Australian rugby union player (born 1992)

Bryce Hegarty (born 28 August 1992) is an Australian rugby union player who plays either as a fly-half or fullback. He currently plays for Western Force in Super Rugby. He previously played for the Queensland Reds, the Melbourne Rebels and the New South Wales Waratahs in Super Rugby, Toyota Industries Shuttles in Japan, and Leicester Tigers in England's Premiership Rugby.

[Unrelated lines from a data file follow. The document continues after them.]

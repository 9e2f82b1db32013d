//! Terminal key events to calculator keys

use crossterm::event::{KeyCode, KeyEvent, KeyEventKind, KeyModifiers};
use libkeycalc::{Key, KeyBindings};

/// Translate a terminal key event; unrecognized keys map to `None`
///
/// Only presses count, so terminals that report releases and repeats do
/// not double-enter digits.
pub fn map_key(event: &KeyEvent, bindings: &KeyBindings) -> Option<Key> {
    if event.kind != KeyEventKind::Press {
        return None;
    }

    match event.code {
        KeyCode::Char(c) if event.modifiers.contains(KeyModifiers::CONTROL) => {
            if c.eq_ignore_ascii_case(&bindings.reset) {
                Some(Key::Reset)
            } else if c.eq_ignore_ascii_case(&bindings.quit) {
                Some(Key::Quit)
            } else {
                None
            }
        }
        KeyCode::Char(_) if event.modifiers.contains(KeyModifiers::ALT) => None,
        KeyCode::Char(c) => Key::from_char(c),
        KeyCode::Backspace => Some(Key::Backspace),
        _ => None,
    }
}

#[cfg(test)]
mod tests {
    use super::*;
    use crossterm::event::KeyEventState;
    use libkeycalc::Operator;

    fn press(code: KeyCode, modifiers: KeyModifiers) -> KeyEvent {
        KeyEvent::new(code, modifiers)
    }

    #[test]
    fn test_release_is_ignored() {
        let event = KeyEvent {
            code: KeyCode::Char('5'),
            modifiers: KeyModifiers::NONE,
            kind: KeyEventKind::Release,
            state: KeyEventState::NONE,
        };
        assert_eq!(map_key(&event, &KeyBindings::default()), None);
    }

    #[test]
    fn test_shifted_operator_symbols() {
        let bindings = KeyBindings::default();
        let plus = press(KeyCode::Char('+'), KeyModifiers::SHIFT);
        let star = press(KeyCode::Char('*'), KeyModifiers::SHIFT);
        assert_eq!(map_key(&plus, &bindings), Some(Key::Operator(Operator::Add)));
        assert_eq!(map_key(&star, &bindings), Some(Key::Operator(Operator::Multiply)));
    }

    #[test]
    fn test_plain_r_and_q_are_not_gestures() {
        let bindings = KeyBindings::default();
        assert_eq!(map_key(&press(KeyCode::Char('r'), KeyModifiers::NONE), &bindings), None);
        assert_eq!(map_key(&press(KeyCode::Char('q'), KeyModifiers::NONE), &bindings), None);
    }

    #[test]
    fn test_alt_digit_is_ignored() {
        let bindings = KeyBindings::default();
        assert_eq!(map_key(&press(KeyCode::Char('1'), KeyModifiers::ALT), &bindings), None);
    }
}
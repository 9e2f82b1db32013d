//! keycalc-tui library
//!
//! Exports the front-end pieces for the binary and for testing.

pub mod app;
pub mod error;
pub mod replay;
pub mod terminal;
pub mod ui;

// Re-export commonly used types
pub use app::{reduce, Action, AppState};
pub use error::{Result, TuiError};
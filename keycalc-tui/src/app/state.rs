//! Application state
//!
//! All state transitions happen through the reducer (see `reducer.rs`).

use libkeycalc::{CalcError, Calculator, Config, KeyBindings, Readout, Session};

/// Root application state
#[derive(Debug, Clone)]
pub struct AppState {
    /// Calculator session
    pub session: Session,

    /// Status bar state
    pub status: StatusBarState,

    /// Error overlay state
    pub error: Option<String>,

    /// Sequencing defect reported by the calculator; ends the session
    pub fault: Option<CalcError>,

    /// UI configuration
    pub config: UiConfig,
}

/// Status bar state
#[derive(Debug, Clone, Default)]
pub struct StatusBarState {
    /// Current status message
    pub message: Option<String>,
}

/// UI configuration
#[derive(Debug, Clone)]
pub struct UiConfig {
    /// Use colors?
    pub colors_enabled: bool,

    /// Show the running result while typing?
    pub preview_enabled: bool,

    /// Ctrl+letter gestures for reset and quit
    pub keys: KeyBindings,
}

impl Default for AppState {
    fn default() -> Self {
        Self::with_config(UiConfig::default())
    }
}

impl Default for UiConfig {
    fn default() -> Self {
        Self::from_config(&Config::default())
    }
}

impl UiConfig {
    /// Derive UI settings from the loaded configuration and the environment
    pub fn from_config(config: &Config) -> Self {
        let colors_enabled = config.display.colors
            && std::env::var("NO_COLOR").is_err()
            && std::env::var("KEYCALC_NO_COLOR").is_err();

        Self {
            colors_enabled,
            preview_enabled: config.display.preview,
            keys: config.keys,
        }
    }
}

impl AppState {
    /// Create new application state with default values
    pub fn new() -> Self {
        Self::default()
    }

    pub fn with_config(config: UiConfig) -> Self {
        Self {
            session: Session::new(),
            status: StatusBarState::default(),
            error: None,
            fault: None,
            config,
        }
    }

    /// Has the quit gesture been pressed?
    pub fn should_quit(&self) -> bool {
        self.session.exit_requested()
    }

    /// Current display text, honouring the preview setting
    pub fn readout(&self, engine: &Calculator) -> Readout {
        let readout = Readout::of(&self.session, engine, &self.config.keys);
        if self.config.preview_enabled {
            readout
        } else {
            readout.without_preview()
        }
    }
}
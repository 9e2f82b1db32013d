//! Logging setup shared by keycalc front-ends
//!
//! The interactive calculator owns the terminal, so logs normally go to a
//! file rather than stderr. Supports:
//! - Text, JSON, and pretty-printed output
//! - `RUST_LOG` overriding the configured level
//!
//! # Examples
//!
//! ```no_run
//! use libkeycalc::logging::{LoggingConfig, LogFormat};
//!
//! let config = LoggingConfig::new(LogFormat::Json, "debug".to_string(), false)
//!     .with_file("/tmp/keycalc.log".into());
//! config.init().unwrap();
//! ```

use serde::{Deserialize, Serialize};
use std::fs::OpenOptions;
use std::io;
use std::path::PathBuf;
use std::str::FromStr;
use std::sync::Mutex;

use tracing_subscriber::fmt::writer::BoxMakeWriter;
use tracing_subscriber::EnvFilter;

#[derive(Debug, Clone, Copy, PartialEq, Eq, Serialize, Deserialize)]
#[serde(rename_all = "lowercase")]
pub enum LogFormat {
    /// Human-readable text output
    Text,
    /// Machine-parseable JSON (one JSON object per line)
    Json,
    /// Pretty-printed, multi-line
    Pretty,
}

impl FromStr for LogFormat {
    type Err = String;

    fn from_str(s: &str) -> Result<Self, Self::Err> {
        match s.to_lowercase().as_str() {
            "text" => Ok(LogFormat::Text),
            "json" => Ok(LogFormat::Json),
            "pretty" => Ok(LogFormat::Pretty),
            _ => Err(format!(
                "Invalid log format: '{}'. Valid options: text, json, pretty",
                s
            )),
        }
    }
}

impl std::fmt::Display for LogFormat {
    fn fmt(&self, f: &mut std::fmt::Formatter<'_>) -> std::fmt::Result {
        match self {
            LogFormat::Text => write!(f, "text"),
            LogFormat::Json => write!(f, "json"),
            LogFormat::Pretty => write!(f, "pretty"),
        }
    }
}

/// Configuration for logging initialization
pub struct LoggingConfig {
    pub format: LogFormat,
    pub level: String,
    pub verbose: bool,
    /// Append to this file instead of writing to stderr
    pub file: Option<PathBuf>,
}

impl LoggingConfig {
    /// Create a new logging configuration
    ///
    /// # Arguments
    ///
    /// * `format` - Log output format (text, json, or pretty)
    /// * `level` - Minimum log level (error, warn, info, debug, trace)
    /// * `verbose` - If true, defaults to debug level
    pub fn new(format: LogFormat, level: String, verbose: bool) -> Self {
        Self {
            format,
            level,
            verbose,
            file: None,
        }
    }

    pub fn with_file(self, file: PathBuf) -> Self {
        Self {
            file: Some(file),
            ..self
        }
    }

    fn filter(&self) -> EnvFilter {
        let level = if self.verbose { "debug" } else { self.level.as_str() };
        EnvFilter::try_from_default_env().unwrap_or_else(|_| EnvFilter::new(level))
    }

    fn writer(&self) -> io::Result<BoxMakeWriter> {
        match self.file {
            Some(ref path) => {
                if let Some(parent) = path.parent() {
                    std::fs::create_dir_all(parent)?;
                }
                let file = OpenOptions::new().create(true).append(true).open(path)?;
                Ok(BoxMakeWriter::new(Mutex::new(file)))
            }
            None => Ok(BoxMakeWriter::new(io::stderr)),
        }
    }

    /// Install the global subscriber
    ///
    /// Fails if the log file cannot be opened or a subscriber is already set.
    pub fn init(&self) -> io::Result<()> {
        let filter = self.filter();
        let writer = self.writer()?;
        let ansi = self.file.is_none();

        let installed = match self.format {
            LogFormat::Json => tracing_subscriber::fmt()
                .json()
                .with_env_filter(filter)
                .with_writer(writer)
                .with_current_span(true)
                .flatten_event(true)
                .with_target(true)
                .try_init(),
            LogFormat::Pretty => tracing_subscriber::fmt()
                .pretty()
                .with_env_filter(filter)
                .with_writer(writer)
                .with_ansi(ansi)
                .with_target(true)
                .with_line_number(true)
                .with_file(true)
                .try_init(),
            LogFormat::Text => tracing_subscriber::fmt()
                .with_env_filter(filter)
                .with_writer(writer)
                .with_ansi(ansi)
                .with_target(false)
                .with_level(true)
                .try_init(),
        };

        installed.map_err(|e| io::Error::new(io::ErrorKind::Other, e.to_string()))
    }
}

#[cfg(test)]
mod tests {
    use super::*;

    #[test]
    fn test_log_format_from_str() {
        assert_eq!("text".parse::<LogFormat>().unwrap(), LogFormat::Text);
        assert_eq!("json".parse::<LogFormat>().unwrap(), LogFormat::Json);
        assert_eq!("pretty".parse::<LogFormat>().unwrap(), LogFormat::Pretty);

        // Case insensitive
        assert_eq!("TEXT".parse::<LogFormat>().unwrap(), LogFormat::Text);
        assert_eq!("Json".parse::<LogFormat>().unwrap(), LogFormat::Json);
    }

    #[test]
    fn test_log_format_from_str_invalid() {
        let result = "xml".parse::<LogFormat>();
        assert!(result.unwrap_err().contains("Invalid log format: 'xml'"));
    }

    #[test]
    fn test_log_format_display() {
        assert_eq!(LogFormat::Text.to_string(), "text");
        assert_eq!(LogFormat::Json.to_string(), "json");
        assert_eq!(LogFormat::Pretty.to_string(), "pretty");
    }

    #[test]
    fn test_with_file() {
        let config = LoggingConfig::new(LogFormat::Text, "warn".to_string(), false)
            .with_file(PathBuf::from("/tmp/keycalc.log"));
        assert_eq!(config.level, "warn");
        assert_eq!(config.file, Some(PathBuf::from("/tmp/keycalc.log")));
    }

    #[test]
    #[serial_test::serial]
    fn test_verbose_overrides_configured_level() {
        std::env::remove_var("RUST_LOG");

        let verbose = LoggingConfig::new(LogFormat::Text, "warn".to_string(), true);
        assert_eq!(verbose.filter().to_string(), "debug");

        let quiet = LoggingConfig::new(LogFormat::Text, "warn".to_string(), false);
        assert_eq!(quiet.filter().to_string(), "warn");
    }

    #[test]
    fn test_writer_creates_log_directory() {
        let temp = tempfile::TempDir::new().unwrap();
        let path = temp.path().join("nested").join("keycalc.log");
        let config = LoggingConfig::new(LogFormat::Text, "info".to_string(), false)
            .with_file(path.clone());

        config.writer().unwrap();
        assert!(path.exists());
    }
}
//! The four arithmetic operations
//!
//! Each operator is a variant of [`Operator`]; applying one is a pure
//! function of its two operands.

use rust_decimal::Decimal;

use crate::error::{CalcError, Result};

#[derive(Debug, Clone, Copy, PartialEq, Eq, Hash)]
pub enum Operator {
    Add,
    Subtract,
    Multiply,
    Divide,
}

impl Operator {
    pub const ALL: [Operator; 4] = [
        Operator::Add,
        Operator::Subtract,
        Operator::Multiply,
        Operator::Divide,
    ];

    pub fn symbol(self) -> char {
        match self {
            Operator::Add => '+',
            Operator::Subtract => '-',
            Operator::Multiply => '*',
            Operator::Divide => '/',
        }
    }

    pub fn from_symbol(symbol: char) -> Option<Self> {
        Self::ALL.into_iter().find(|op| op.symbol() == symbol)
    }

    /// Value that leaves the left operand unchanged: `0` for `+`/`-`, `1` for `*`/`/`
    ///
    /// Used as the right operand of the preview when nothing has been typed yet.
    pub fn identity(self) -> Decimal {
        match self {
            Operator::Add | Operator::Subtract => Decimal::ZERO,
            Operator::Multiply | Operator::Divide => Decimal::ONE,
        }
    }

    pub fn apply(self, part1: Decimal, part2: Decimal) -> Result<Decimal> {
        let result = match self {
            Operator::Add => part1.checked_add(part2),
            Operator::Subtract => part1.checked_sub(part2),
            Operator::Multiply => part1.checked_mul(part2),
            Operator::Divide => {
                if part2.is_zero() {
                    return Err(CalcError::DivisionByZero);
                }
                part1.checked_div(part2)
            }
        };

        result.ok_or(CalcError::Overflow)
    }
}

impl std::fmt::Display for Operator {
    fn fmt(&self, f: &mut std::fmt::Formatter<'_>) -> std::fmt::Result {
        write!(f, "{}", self.symbol())
    }
}
//! Terminal management
//!
//! Raw mode and the alternate screen are entered once per session and
//! left on every exit path: normal return, error, or panic.

use std::io::{self, Stdout};

use crossterm::{
    cursor::{Hide, Show},
    execute,
    terminal::{disable_raw_mode, enable_raw_mode, EnterAlternateScreen, LeaveAlternateScreen},
};
use ratatui::{backend::CrosstermBackend, Terminal};

use crate::error::Result;

/// Terminal type alias
pub type Tui = Terminal<CrosstermBackend<Stdout>>;

/// Setup terminal for the calculator
///
/// - Enables raw mode so single keys arrive unbuffered and unechoed
/// - Enters the alternate screen
/// - Hides the cursor
pub fn setup_terminal() -> Result<Tui> {
    enable_raw_mode()?;

    let mut stdout = io::stdout();
    execute!(stdout, EnterAlternateScreen, Hide)?;

    let backend = CrosstermBackend::new(stdout);
    let terminal = Terminal::new(backend)?;

    Ok(terminal)
}

/// Restore terminal to normal mode
pub fn restore_terminal(mut terminal: Tui) -> Result<()> {
    execute!(terminal.backend_mut(), Show, LeaveAlternateScreen)?;
    disable_raw_mode()?;

    Ok(())
}

/// Install panic hook to restore terminal on panic
pub fn install_panic_hook() {
    let original_hook = std::panic::take_hook();

    std::panic::set_hook(Box::new(move |panic_info| {
        let _ = disable_raw_mode();
        let _ = execute!(io::stdout(), Show, LeaveAlternateScreen);

        original_hook(panic_info);
    }));
}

Hegarty is the son of former Manly Sea Eagles player Steve Hegarty.

==Career==
Hegarty played for the Brisbane Broncos Under-20 side for three seasons before moving south to Melbourne ahead of the 2013 Super Rugby season. He made his Rebels debut on 11 May 2013 in a 32–36 loss to the in Auckland. The following week he made his first start with a win, against the Stormers at fly-half.

After the 2015 Super Rugby season, Hegarty joined Japanese Top League side Toyota Industries Shuttles for the 2015–16 season. He returned to Australia to play for the Waratahs in 2016. In the second game of the season in 2016 Hegarty tore his ACL and missed the remainder of the season for the Waratahs. He played the 2017 and 2018 seasons for the Waratahs, before moving to the Ricoh Black Rams for the 2018-19 season. He returned to Australia in 2019 to play a pivotal role for the Queensland Reds where he played three seasons. Winning the Super Rugby AU in 2021.

On 21 June 2021, Hegarty moved to Leicester Tigers in England's Premiership Rugby. On 30 October 2021, he made his debut for Leicester in the East Midlands Derby against Northampton Saints. Hegarty left Leicester on 13 November 2022 to chase the chance of playing in the Rugby World Cup for Australia. However, Hegarty made only 6 appearances for the Western Force before injury ruled him out for the remainder of the season. Hegarty then signed in Japan at NTT docomo in Osaka where he spent the following two seasons.

In August 2026, the Kamaishi Seawaves in the Japan Rugby League One, signed Hegarty ahead of their 2026–27 season.